President Stanley announced several administrative leadership appointments and promotions, including Lee Bitsóí as Stony Brook’s first chief diversity officer, and Kristina M. Johnson who was named the 13th chancellor for SUNY.
Turning to research accomplishments, the President spoke of the discovery of a 13 million-year-old infant ape skull, a collaboration between NASA, Stony Brook and civilian scientists to document climate change and track penguin populations, and the definition of the structure of a key enzyme implicated in cancer and neurological disease.
He spoke of the need for growth in sponsored research activity at Stony Brook, and described the University’s efforts to make the application process for research funding more efficient.
“We really need to grow our sponsored research — this is the area we’re most deficient,” he said. “We punch above our weight class in many ways, but not sponsored research. We’re working to make sure faculty who are here will have fewer barriers to receive research sponsorship.”
President Stanley shared his excitement over Southampton Hospital, now known as Stony Brook Southampton Hospital, joining the Stony Brook Medicine healthcare system. He announced that the Medical and Research Translation (MART) building is expected to open in 2018.
“The MART is going to be transformative. The future of medicine at Stony Brook is providing cutting-edge care on Long Island with this project,” he said. Pointing to a map that showed the university’s facilities covering most regions of Long Island, he added: “We envision and are trying to accomplish healthcare excellence from Montauk to Manhattan.”
Regarding Stony Brook University’s budget, President Stanley said that the current structural deficit of approximately $24 million is only 3 percent of the total non-clinical budget, and that this is not the first deficit Stony Brook has faced in its history.
“This is a short term issue,” he said. “We have the means to overcome it and will emerge stronger than before.”

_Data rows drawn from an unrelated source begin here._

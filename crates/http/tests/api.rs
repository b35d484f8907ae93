//! Integration tests for the search overlay API.
//!
//! Each test builds an `AppContext` from the fixture catalog, then drives the
//! handlers the way the browser overlay would.

mod helpers;

use axum::extract::Json;
use helpers::TestHarness;
use marketscope_core::catalog::{CatalogSnapshot, PriceBounds};
use marketscope_core::coordinator::PanelState;
use marketscope_core::types::{EffectiveScope, ProductCategory, SearchScope};
use marketscope_http::api::*;
use serde_json::json;

// ---------------------------------------------------------------------------
// Bounds + catalog
// ---------------------------------------------------------------------------

#[tokio::test]
async fn test_bounds_from_fixture_catalog() {
    let h = TestHarness::with_catalog();
    let bounds = api_bounds(h.state()).await.0;
    // Unpriced and non-numeric entries are skipped
    assert_eq!(bounds, PriceBounds { min: 5.0, max: 250.0 });
}

#[tokio::test]
async fn test_replacing_catalog_recomputes_bounds() {
    let h = TestHarness::with_catalog();
    let bounds = api_catalog(h.state(), Json(CatalogSnapshot::default())).await.0;
    assert_eq!(bounds, PriceBounds { min: 0.0, max: 100.0 });
}

#[tokio::test]
async fn test_health_reports_panel_and_searches() {
    let h = TestHarness::with_catalog();
    let health = api_health(h.state()).await.0;
    assert_eq!(health["status"], "ok");
    assert_eq!(health["panel"], "closed");
    assert_eq!(health["searches"], 0);
}

// ---------------------------------------------------------------------------
// Panel lifecycle
// ---------------------------------------------------------------------------

#[tokio::test]
async fn test_open_seeds_draft_and_labels_view() {
    let h = TestHarness::with_catalog();
    let panel = h.open().await;
    assert_eq!(panel.panel, PanelState::Open);
    assert_eq!(panel.draft.filters.min_price, Some(5.0));
    assert_eq!(panel.draft.filters.max_price, Some(250.0));
    assert_eq!(panel.view.search_label, "Search");
    assert_eq!(panel.view.scopes[0].label, "Everything");
    // Untranslated keys fall back to the key itself
    let category = panel.view.category.expect("category visible for scope all");
    assert_eq!(category.options[1].label, "marketplace.categories.food");
}

#[tokio::test]
async fn test_draft_rejected_while_closed() {
    let h = TestHarness::with_catalog();
    let status = h.draft(json!({ "type": "setScope", "value": "products" })).await.unwrap_err();
    assert_eq!(status, 409);
    assert_eq!(h.commit().await.unwrap_err(), 409);
}

#[tokio::test]
async fn test_cancel_discards_draft() {
    let h = TestHarness::with_catalog();
    h.open().await;
    h.draft(json!({ "type": "setCategory", "value": "fashion" })).await.unwrap();
    let panel = api_panel_cancel(h.state()).await.0;
    assert_eq!(panel.panel, PanelState::Closed);

    let reopened = h.open().await;
    assert_eq!(reopened.draft.filters.category, None);
    assert!(api_search(h.state()).await.0.request.is_none());
}

// ---------------------------------------------------------------------------
// Commit
// ---------------------------------------------------------------------------

#[tokio::test(start_paused = true)]
async fn test_commit_end_to_end() {
    let h = TestHarness::with_catalog();
    h.open().await;
    h.draft(json!({ "type": "setQuery", "value": "halal cert" })).await.unwrap();
    h.settle().await;

    let panel = api_panel(h.state()).await.0;
    assert_eq!(panel.debounced_query, "halal cert");

    let committed = h.commit().await.unwrap();
    assert_eq!(committed.effective_scope, EffectiveScope::Certificates);
    assert_eq!(committed.request.query, "halal cert");
    assert_eq!(committed.request.scope, SearchScope::All);
    assert_eq!(committed.request.filters.min_price, Some(5.0));
    assert_eq!(committed.request.filters.max_price, Some(250.0));

    let state = api_search(h.state()).await.0;
    assert_eq!(state.generation, 1);
    assert_eq!(state.last_route, Some(EffectiveScope::Certificates));
    assert_eq!(api_panel(h.state()).await.0.panel, PanelState::Closed);
}

#[tokio::test(start_paused = true)]
async fn test_commit_with_explicit_products_scope() {
    let h = TestHarness::with_catalog();
    h.open().await;
    h.draft(json!({ "type": "setQuery", "value": "certified dates" })).await.unwrap();
    h.draft(json!({ "type": "setScope", "value": "products" })).await.unwrap();
    h.draft(json!({ "type": "setCategory", "value": "food" })).await.unwrap();
    h.draft(json!({ "type": "setPriceRange", "value": { "min": 10, "max": 400 } })).await.unwrap();
    h.settle().await;

    let committed = h.commit().await.unwrap();
    assert_eq!(committed.effective_scope, EffectiveScope::Products);
    assert_eq!(committed.request.scope, SearchScope::Products);
    assert_eq!(committed.request.filters.category, Some(ProductCategory::Food));
    assert_eq!(committed.request.filters.max_price, Some(250.0));
}

#[tokio::test(start_paused = true)]
async fn test_clear_does_not_touch_committed_search() {
    let h = TestHarness::with_catalog();
    h.open().await;
    h.draft(json!({ "type": "setQuery", "value": "abaya" })).await.unwrap();
    h.settle().await;
    h.commit().await.unwrap();

    h.open().await;
    h.draft(json!({ "type": "setScope", "value": "certificates" })).await.unwrap();
    h.draft(json!({ "type": "setCertStatus", "value": "expired" })).await.unwrap();
    let cleared = api_clear(h.state()).await.0;
    assert_eq!(cleared.draft.scope, SearchScope::All);
    assert_eq!(cleared.draft.filters.cert_status, None);
    assert_eq!(cleared.draft.filters.min_price, Some(5.0));

    let state = api_search(h.state()).await.0;
    assert_eq!(state.request.unwrap().query, "abaya");
    assert_eq!(state.generation, 1);
}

To address the deficit, President Stanley identified several tactics including a 10 percent reduction in total spending, engaged program reviews and informed decisions regarding cuts, and more precise hiring in certain areas of the University. He said these decisions reflect a strategy intended to minimize impact on students and their success, researchers and their goals, and the University overall.
The President also recognized the positive impact of the University’s Office of Advancement and the Campaign for Stony Brook, the largest campaign ever by a SUNY school. With a goal of $600 million by June 30, 2018, the Campaign for Stony Brook has raised $559.2 million to date, and received donations from more than 15,700 alumni.

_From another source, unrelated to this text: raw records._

//! MarketScope CLI: price bounds, scripted search sessions, and the HTTP API.
//!
//! Calls `marketscope-core` directly; `serve` hands off to `marketscope-http`.

use clap::{CommandFactory, Parser, Subcommand};
use std::path::{Path, PathBuf};
use std::sync::{Arc, Mutex};

use marketscope_core::catalog::{load_catalog, CatalogSnapshot};
use marketscope_core::coordinator::SearchCoordinator;
use marketscope_core::draft::{DraftCommand, DraftState};
use marketscope_core::labels::{KeyEcho, PanelView, TranslationTable, Translator};
use marketscope_core::load_marketscope_config;
use marketscope_core::state::SharedSearchState;
use marketscope_core::types::{CertStatus, ProductCategory, SearchConfig, SearchScope};
use marketscope_http::AppContext;

/// MarketScope CLI: compose marketplace searches from the terminal.
#[derive(Parser)]
#[command(name = "ms", version, about)]
struct Cli {
    #[command(subcommand)]
    command: Commands,

    /// Output as JSON instead of human-readable text
    #[arg(long, global = true)]
    json: bool,

    /// Directory holding .marketscope.toml (default: current directory)
    #[arg(long, global = true)]
    config_dir: Option<PathBuf>,
}

#[derive(Subcommand)]
enum Commands {
    /// Show the price bounds derived from a catalog
    Bounds {
        /// Catalog JSON file (array of items with a `price` field)
        #[arg(long)]
        catalog: PathBuf,
    },
    /// Run one search session: open, type, wait for the debounce, commit
    Search {
        /// Query text
        query: String,

        /// Catalog JSON file used to seed the price range
        #[arg(long)]
        catalog: Option<PathBuf>,

        /// Search scope: all, products, certificates
        #[arg(long, default_value = "all")]
        scope: SearchScope,

        /// Product category: all, food, cosmetics, fashion, pharmaceuticals
        #[arg(long)]
        category: Option<ProductCategory>,

        /// Certification status: all, certified, expired, notCertified
        #[arg(long)]
        cert_status: Option<CertStatus>,

        /// Lower price bound (clamped to the catalog range)
        #[arg(long)]
        min_price: Option<f64>,

        /// Upper price bound (clamped to the catalog range)
        #[arg(long)]
        max_price: Option<f64>,
    },
    /// Print the labelled search panel for a scope
    Labels {
        /// Translation table JSON (flat key -> text object)
        #[arg(long)]
        translations: Option<PathBuf>,

        /// Scope whose filter sections to show
        #[arg(long, default_value = "all")]
        scope: SearchScope,

        /// Catalog JSON file used for the price range
        #[arg(long)]
        catalog: Option<PathBuf>,
    },
    /// Serve the search overlay HTTP API
    Serve {
        /// Port to listen on
        #[arg(long, default_value = "8432")]
        port: u16,

        /// Catalog JSON file loaded at startup
        #[arg(long)]
        catalog: Option<PathBuf>,

        /// Translation table JSON for panel labels
        #[arg(long)]
        translations: Option<PathBuf>,

        /// Bind to 0.0.0.0 instead of 127.0.0.1 (localhost)
        #[arg(long)]
        bind_all: bool,
    },
    /// Generate shell completions
    Completions {
        /// Shell to generate completions for
        #[arg(value_enum)]
        shell: clap_complete::Shell,
    },
}

fn fail(message: impl std::fmt::Display) -> ! {
    eprintln!("Error: {message}");
    std::process::exit(1);
}

fn read_catalog(path: Option<&Path>) -> CatalogSnapshot {
    match path {
        Some(p) => load_catalog(p).unwrap_or_else(|e| fail(e)),
        None => CatalogSnapshot::default(),
    }
}

fn read_translator(path: Option<&Path>) -> Arc<dyn Translator + Send + Sync> {
    match path {
        Some(p) => Arc::new(TranslationTable::load(p).unwrap_or_else(|e| fail(e))),
        None => Arc::new(KeyEcho),
    }
}

fn print_json(value: &impl serde::Serialize) {
    match serde_json::to_string_pretty(value) {
        Ok(s) => println!("{s}"),
        Err(e) => fail(e),
    }
}

fn load_config(dir: Option<PathBuf>) -> SearchConfig {
    let dir = dir.or_else(|| std::env::current_dir().ok()).unwrap_or_else(|| PathBuf::from("."));
    load_marketscope_config(&dir)
}

#[tokio::main]
async fn main() {
    let cli = Cli::parse();

    // The server reports its address and routes at info level
    let directive = match cli.command {
        Commands::Serve { .. } => "marketscope=info",
        _ => "marketscope=warn",
    };
    tracing_subscriber::fmt()
        .with_env_filter(
            tracing_subscriber::EnvFilter::from_default_env()
                .add_directive(directive.parse().expect("static directive")),
        )
        .with_target(false)
        .init();

    let config = load_config(cli.config_dir);

    match cli.command {
        Commands::Bounds { catalog } => {
            let snapshot = read_catalog(Some(&catalog));
            let bounds = snapshot.bounds();
            if cli.json {
                print_json(&serde_json::json!({
                    "items": snapshot.len(),
                    "min": bounds.min,
                    "max": bounds.max,
                }));
            } else {
                println!("Items:  {}", snapshot.len());
                println!("Min:    {}", bounds.min);
                println!("Max:    {}", bounds.max);
            }
        }
        Commands::Search { query, catalog, scope, category, cert_status, min_price, max_price } => {
            let shared = Arc::new(SharedSearchState::new());
            let routed = Arc::new(Mutex::new(None));
            let route_slot = Arc::clone(&routed);
            let mut coordinator = SearchCoordinator::new(shared.clone(), &config)
                .with_router(move |scope| {
                    *route_slot.lock().unwrap_or_else(|p| p.into_inner()) = Some(scope)
                });

            coordinator.set_catalog(&read_catalog(catalog.as_deref()));
            coordinator.open();
            coordinator.input(DraftCommand::SetQuery(query));
            coordinator.input(DraftCommand::SetScope(scope));
            if let Some(category) = category {
                coordinator.input(DraftCommand::SetCategory(category));
            }
            if let Some(status) = cert_status {
                coordinator.input(DraftCommand::SetCertStatus(status));
            }
            if min_price.is_some() || max_price.is_some() {
                let bounds = coordinator.bounds();
                coordinator.input(DraftCommand::SetPriceRange {
                    min: min_price.unwrap_or(bounds.min),
                    max: max_price.unwrap_or(bounds.max),
                });
            }

            // Let the typed query settle before committing
            tokio::time::sleep(coordinator.debounce_delay() + std::time::Duration::from_millis(20)).await;

            let Some(effective) = coordinator.commit() else {
                fail("search panel closed before commit");
            };
            let Some(request) = shared.current() else {
                fail("no committed search");
            };
            let route = (*routed.lock().unwrap_or_else(|p| p.into_inner())).unwrap_or(effective);

            if cli.json {
                print_json(&serde_json::json!({
                    "request": request.as_ref(),
                    "effectiveScope": route,
                }));
            } else {
                let filters = request.relevant_filters();
                println!("Query:        {}", request.query);
                println!("Scope:        {}", request.scope);
                println!("Routed to:    {route}");
                if request.scope.shows_product_filters() {
                    println!("Category:     {}", filters.effective_category());
                    if let (Some(lo), Some(hi)) = (filters.min_price, filters.max_price) {
                        println!("Price:        {lo} - {hi}");
                    }
                }
                if request.scope.shows_certificate_filters() {
                    println!("Cert status:  {}", filters.effective_cert_status());
                }
            }
        }
        Commands::Labels { translations, scope, catalog } => {
            let translator = read_translator(translations.as_deref());
            let bounds = read_catalog(catalog.as_deref()).bounds();
            let mut draft = DraftState::seeded(bounds);
            draft.apply(DraftCommand::SetScope(scope), bounds);
            let view = PanelView::build(&draft, bounds, translator.as_ref());

            if cli.json {
                print_json(&view);
            } else {
                println!("{}", view.scopes_label);
                for option in &view.scopes {
                    let marker = if option.selected { "*" } else { " " };
                    println!("  {marker} {:<14} {}", option.value, option.label);
                }
                println!("\n{}", view.filters_label);
                for select in [&view.category, &view.cert_status].into_iter().flatten() {
                    println!("  {}", select.label);
                    for option in &select.options {
                        println!("    {:<16} {}", option.value, option.label);
                    }
                }
                if let Some(price) = &view.price {
                    println!("  {}: {} - {}", price.label, price.min, price.max);
                }
            }
        }
        Commands::Serve { port, catalog, translations, bind_all } => {
            let ctx = AppContext::new(&config, read_translator(translations.as_deref()));
            ctx.coordinator().set_catalog(&read_catalog(catalog.as_deref()));

            let bind_addr = if bind_all { "0.0.0.0" } else { "127.0.0.1" };
            if let Err(e) = marketscope_http::serve(ctx, bind_addr, port).await {
                fail(e);
            }
        }
        Commands::Completions { shell } => {
            clap_complete::generate(shell, &mut Cli::command(), "ms", &mut std::io::stdout());
        }
    }
}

“Advancement doesn’t solve our budget problems entirely, but the funds they acquire provides our margin of excellence,” President Stanley said.
Such fundraising has had a major impact, including an increase in endowed professorships from seven to 48 since 2009, the establishment of nine new centers of excellence and the addition of hundreds of millions of dollars for scholarships, faculty, research and campus life since 2011.
The President closed his address by giving special recognition to David Ferguson, distinguished service professor in the Department of Technology and Society and provostial scholar for diversity and innovation, for his dedication to and work in increasing underrepresented minority student populations in the prosperous fields of science, technology, engineering and mathematics (STEM), including Stony Brook’s becoming the lead institution for a new $4 million five-year National Science Foundation grant related to this issue.
“The work that Dave does is part of what contributes to our remarkable strides in improving student access and success,” President Stanley said. “Income and equality are at the top of the issues our country faces. Each of your contributions makes a difference — so thank you very much.”